How to complete this task: Search the records below for "Ok(entries.into_iter().map(|(_, path)| path).collect())". Return that line and all remaining lines exactly.

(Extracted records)
◇ ◇ ◇ ◇ ◇
//! Directory listing for image collections

use crate::{FsError, Result, UniversalPath};
use std::cmp::Ordering;
use std::fs;
use std::path::Path;

/// List the files directly inside `dir` whose extension passes `accept`.
///
/// Hidden files and subdirectories are skipped. Results are in natural
/// order by file name ("image2" before "image10"), case-insensitive.
pub fn list_images<P, F>(dir: P, accept: F) -> Result<Vec<UniversalPath>>
where
    P: AsRef<Path>,
    F: Fn(&str) -> bool,
{
    let dir = dir.as_ref();

    if !dir.exists() {
        return Err(FsError::NotFound(dir.display().to_string()));
    }

    if !dir.is_dir() {
        return Err(FsError::InvalidPath(format!("Not a directory: {}", dir.display())));
    }

    let mut entries: Vec<(String, UniversalPath)> = Vec::new();

    for entry in fs::read_dir(dir)? {
        let entry = match entry {
            Ok(e) => e,
            Err(e) => {
                tracing::debug!("Skipping unreadable entry in {}: {}", dir.display(), e);
                continue;
            }
        };

        let path = entry.path();
        if !path.is_file() || is_hidden_file(&path) {
            continue;
        }

        let accepted = path
            .extension()
            .and_then(|e| e.to_str())
            .map(&accept)
            .unwrap_or(false);
        if !accepted {
            continue;
        }

        let name = entry.file_name().to_string_lossy().to_string();
        entries.push((name, UniversalPath::new(path)));
    }

    entries.sort_by(|(a, _), (b, _)| natural_cmp(a, b));

    tracing::debug!("Listed {} images in {}", entries.len(), dir.display());
    Ok(entries.into_iter().map(|(_, path)| path).collect())
}

/// Natural, case-insensitive comparison of file names
pub fn natural_cmp(a: &str, b: &str) -> Ordering {
    natural_sort_key(a)
        .cmp(&natural_sort_key(b))
        .then_with(|| a.cmp(b))
}

#[derive(Debug, Clone, PartialEq, Eq, PartialOrd, Ord)]
enum NaturalSortPart {
    Num(u64),
    Str(String),
}

/// Split into alternating text and number runs
fn natural_sort_key(s: &str) -> Vec<NaturalSortPart> {
    let mut parts = Vec::new();
    let mut chars = s.chars().peekable();

    while let Some(&first) = chars.peek() {
        let digits = first.is_ascii_digit();
        let mut run = String::new();
        while let Some(&c) = chars.peek() {
            if c.is_ascii_digit() != digits {
                break;
            }
            run.push(c);
            chars.next();
        }

        // Runs too long for u64 fall back to text comparison
        match run.parse::<u64>() {
            Ok(n) if digits => parts.push(NaturalSortPart::Num(n)),
            _ => parts.push(NaturalSortPart::Str(run.to_lowercase())),
        }
    }

    parts
}

#[cfg(windows)]
fn is_hidden_file(path: &Path) -> bool {
    use std::os::windows::fs::MetadataExt;

    const FILE_ATTRIBUTE_HIDDEN: u32 = 0x2;

    fs::metadata(path)
        .map(|m| m.file_attributes() & FILE_ATTRIBUTE_HIDDEN != 0)
        .unwrap_or(false)
}

#[cfg(not(windows))]
fn is_hidden_file(path: &Path) -> bool {
    path.file_name()
        .map(|n| n.to_string_lossy().starts_with('.'))
        .unwrap_or(false)
}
◇ ◇ ◇ ◇ ◇
Answer to this problem:
    Ok(entries.into_iter().map(|(_, path)| path).collect())
}

/// Natural, case-insensitive comparison of file names
pub fn natural_cmp(a: &str, b: &str) -> Ordering {
    natural_sort_key(a)
        .cmp(&natural_sort_key(b))
        .then_with(|| a.cmp(b))
}

#[derive(Debug, Clone, PartialEq, Eq, PartialOrd, Ord)]
enum NaturalSortPart {
    Num(u64),
    Str(String),
}

/// Split into alternating text and number runs
fn natural_sort_key(s: &str) -> Vec<NaturalSortPart> {
    let mut parts = Vec::new();
    let mut chars = s.chars().peekable();

    while let Some(&first) = chars.peek() {
        let digits = first.is_ascii_digit();
        let mut run = String::new();
        while let Some(&c) = chars.peek() {
            if c.is_ascii_digit() != digits {
                break;
            }
            run.push(c);
            chars.next();
        }

        // Runs too long for u64 fall back to text comparison
        match run.parse::<u64>() {
            Ok(n) if digits => parts.push(NaturalSortPart::Num(n)),
            _ => parts.push(NaturalSortPart::Str(run.to_lowercase())),
        }
    }

    parts
}

#[cfg(windows)]
fn is_hidden_file(path: &Path) -> bool {
    use std::os::windows::fs::MetadataExt;

    const FILE_ATTRIBUTE_HIDDEN: u32 = 0x2;

    fs::metadata(path)
        .map(|m| m.file_attributes() & FILE_ATTRIBUTE_HIDDEN != 0)
        .unwrap_or(false)
}

#[cfg(not(windows))]
fn is_hidden_file(path: &Path) -> bool {
    path.file_name()
        .map(|n| n.to_string_lossy().starts_with('.'))
        .unwrap_or(false)
}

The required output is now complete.